When stress hits your life, do you hit the refrigerator? Or are you someone who simply stops eating when you’re too stressed out? You might think one way of coping is better than the other, but the reality is that no matter how stress is interfering with your eating patterns, it’s likely to cause major issues.
Eating too much isn’t the answer, especially when you’re turning to common comfort foods like simple carbohydrates, sweets, or chips that offer little in the way of nutrition. And though mac and cheese or sweet roll might make you feel better in the moment, the crash that follows will leave you more tired and stressed than before.
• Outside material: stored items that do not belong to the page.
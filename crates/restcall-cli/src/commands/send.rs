//! `restcall send`.

use std::path::PathBuf;

use anyhow::Context;
use clap::{Args, ValueHint};
use restcall_client::{Client, Request, RequestBuilder, Response};
use restcall_common_config::RestcallConfig;
use serde::Serialize;
use tracing::info;

use crate::cli::OutputFormat;
use crate::error::CliError;

/// Send one request to `<base-uri>/<path>`.
#[derive(Debug, Args)]
pub struct SendCommand {
    /// Base address, e.g. http://localhost:52101/Service1
    #[arg(long, env = "RESTCALL_BASE_URI")]
    pub base_uri: Option<String>,

    /// Address suffix appended after a `/`
    #[arg(long, env = "RESTCALL_URI_PARAMETERS")]
    pub path: Option<String>,

    /// HTTP verb (get, post, put, patch, delete, head, options)
    #[arg(short = 'X', long)]
    pub method: Option<String>,

    /// Request body text
    #[arg(short, long, conflicts_with = "body_file")]
    pub body: Option<String>,

    /// Read the request body from a file
    #[arg(long, value_hint = ValueHint::FilePath)]
    pub body_file: Option<PathBuf>,

    /// Content type sent with the body
    #[arg(long)]
    pub content_type: Option<String>,

    /// Extra header as NAME=VALUE; repeatable
    #[arg(short = 'H', long = "header", value_parser = parse_header)]
    pub headers: Vec<(String, String)>,

    /// Retries after the first attempt
    #[arg(long)]
    pub retries: Option<u8>,

    /// Per-attempt timeout in seconds
    #[arg(long, allow_negative_numbers = true)]
    pub timeout: Option<i64>,

    /// Bearer token sent as the Authorization header
    #[arg(long, env = "RESTCALL_BEARER_TOKEN", hide_env_values = true)]
    pub bearer: Option<String>,
}

impl SendCommand {
    /// Fold command-line overrides into the loaded configuration.
    pub fn apply(&self, config: &mut RestcallConfig) {
        if let Some(base_uri) = &self.base_uri {
            config.endpoint.base_uri = base_uri.clone();
        }
        if let Some(path) = &self.path {
            config.endpoint.uri_parameters = path.clone();
        }
        if let Some(method) = &self.method {
            config.request.method = method.clone();
        }
        if let Some(content_type) = &self.content_type {
            config.request.content_type = Some(content_type.clone());
        }
        if let Some(retries) = self.retries {
            config.request.max_retries = retries;
        }
        if let Some(timeout) = self.timeout {
            config.request.timeout_secs = timeout;
        }
        for (name, value) in &self.headers {
            config.request.headers.insert(name.clone(), value.clone());
        }
    }

    fn body(&self) -> anyhow::Result<Option<String>> {
        match (&self.body, &self.body_file) {
            (Some(body), _) => Ok(Some(body.clone())),
            (None, Some(path)) => std::fs::read_to_string(path)
                .map(Some)
                .with_context(|| format!("failed to read body from {}", path.display())),
            (None, None) => Ok(None),
        }
    }

    /// Build the request from configured defaults plus the body and token flags.
    fn request(&self, config: &RestcallConfig) -> Result<Request, CliError> {
        let mut builder = RequestBuilder::from_defaults(&config.request);
        if let Some(body) = self.body()? {
            builder = builder.body(body);
        }
        if let Some(token) = &self.bearer {
            builder = builder.bearer_auth(token);
        }
        builder.build().map_err(CliError::config)
    }

    pub async fn run(self, mut config: RestcallConfig, format: OutputFormat) -> Result<(), CliError> {
        self.apply(&mut config);
        let request = self.request(&config)?;

        let mut client = Client::from_config(&config)?;
        let response = client.send_async(request).await?;
        info!(uri = client.full_uri(), attempts = response.attempts(), "transaction finished");

        print_response(&response, format)?;

        if response.log().has_errors() {
            let message = match response.log().fault() {
                Some(fault) => fault.to_string(),
                None => response.log().errors(),
            };
            return Err(CliError::Network {
                message,
                url: client.full_uri().to_string(),
            });
        }
        Ok(())
    }
}

#[derive(Serialize)]
struct Report<'a> {
    status: Option<u16>,
    status_text: &'a str,
    attempts: u32,
    content_type: Option<&'a str>,
    body: &'a str,
    log: &'a restcall_client::Log,
}

fn print_response(response: &Response, format: OutputFormat) -> anyhow::Result<()> {
    match format {
        OutputFormat::Text => {
            match response.status() {
                Some(status) => println!("HTTP {} ({} attempt(s))", status, response.attempts()),
                None => println!("no response ({} attempt(s))", response.attempts()),
            }
            if !response.raw_response().is_empty() {
                println!("{}", response.raw_response());
            }
        }
        OutputFormat::Json => {
            let report = Report {
                status: response.status().map(|s| s.as_u16()),
                status_text: response.status_text(),
                attempts: response.attempts(),
                content_type: response.content_type(),
                body: response.raw_response(),
                log: response.log(),
            };
            println!(
                "{}",
                serde_json::to_string_pretty(&report).context("failed to render response")?
            );
        }
    }
    Ok(())
}

/// Parse `NAME=VALUE`. The value may be empty; the name may not.
fn parse_header(raw: &str) -> Result<(String, String), String> {
    let (name, value) = raw
        .split_once('=')
        .ok_or_else(|| format!("expected NAME=VALUE, got {raw:?}"))?;
    if name.trim().is_empty() {
        return Err(format!("header name is empty in {raw:?}"));
    }
    Ok((name.trim().to_string(), value.to_string()))
}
But eating too little can be just as damaging. The key to putting your food to work for you is not only eating the right things, but the right amounts at the right time.
Chronic stress can have real impacts on your health, and choosing foods high in sugar and unhealthy fats can make these worse. One study showed that chronically stressed women who chose these junk foods were more likely to have a larger waistline, more fat in their abdominal region, more insulin resistance and more oxidative damage. So those comfort foods you’re used to could be making your stress – and your health – worse!
Healthy Eating to Reduce Stress
It’s easy for your eating habits to spiral out of control when you’re experiencing stress, but did you know that there are foods that can help relieve that stress? Let’s take a look at six of my favorites:
Nuts and seeds
These are so easy to add to your diet – throw a handful on top of a salad, toss some into a stir fry, blend them up in a protein shake, or choose a natural nut butter. Almonds are high in both Vitamin E and B vitamins, which are depleted by stress. B vitamins can help you handle your fight-or-flight stress response. Pistachios are full of potassium, which can help reduce strain on your heart and lower blood pressure.
Adding some avocado to your meal – or simply making a snack out of a half of this tasty superfood- can help you feel more satisfied and give you the health fats you need. When you feel fuller and more satisfied, you can control those urges to reach for a snack when stress comes your way. Avocados are a great source of vitamin B and potassium as well.
Salmon is the obvious choice here, but if you don’t like the taste or it doesn’t fit your budget, it’s not the only option; light tuna or sardines are also great sources of the Omega-3s that make fatty fish a must-have. Omega-3s quiet inflammation in your body, and protect neurons against damage that chronic stress can cause. Omega-3s have also been found to help control symptoms of depression.
There are so many options, you never need to be bored when adding greens to your diet. Sautee some spinach and add it to scrambled eggs, include kale in a soup, or try a new recipe for a side dish that centers around greens. Spinach is full of magnesium, which helps regulate cortisol and blood pressure. When magnesium levels are low, people are more likely to have elevated C-reactive protein levels. And research has indicated that people with high CRP levels are at greater risk of depression and tend to be more stressed.
Sometimes, only something sweet will satisfy a craving. But if you dish yourself up an enormous serving of ice cream, you’ll probably only really enjoy the first few bites. And the crash that comes later could increase, not relieve, your stress levels. Instead, savor a small square of dark chocolate – even every day! One study found that eating 1 ½ ounces of dark chocolate a day for two weeks lowered the stress hormones in individuals who reported feeling highly stressed. So, if you’re feeling stressed, and chocolate is what you want, go for it – but make sure it contains 70 percent or higher cocoa.
Colorful fruits and vegetables
I’ve said it before, and I’ll say it again now – color on your plate is great! Vibrant berries, oranges, and peppers can make a big difference in how you feel. Oranges get a lot of attention for their vitamin C content, but did you know that red peppers have almost twice as much? Vitamin C has been shown to lower blood pressure and lower cortisol. And berries are rich in antioxidants which can improve your body’s response to stress.
Keeping Stress at Bay
While it would be nice to think that if we eat these stress-reducing foods consistently, we’d get all the nutrients we needed, sadly it often isn’t true. Modern farming practices and environmental pollutants have often depleted essential nutrients in the food supply. Beyond making healthy food choices, you might need to supplement with a high-quality multivitamin, Omega-3 fatty acids, or specific nutrients. I offer a range of products packed with these stress-reducing powerhouses in my store here.
Just like your car won’t function properly if you fill it with the wrong kind of fuel – or none at all – your body won’t run as efficiently if you don’t fill up with the right stuff. And if you don’t get any fuel, it’s likely you’ll be so tired and worn down that you won’t be able to function at all. But making the right food choices, and supplementing to make sure you have the premium fuel you need, can keep you stress-free, relaxed and feeling great. And the above foods are so delicious, you’ll be happy to eat them. So, give them a try – you won’t regret it!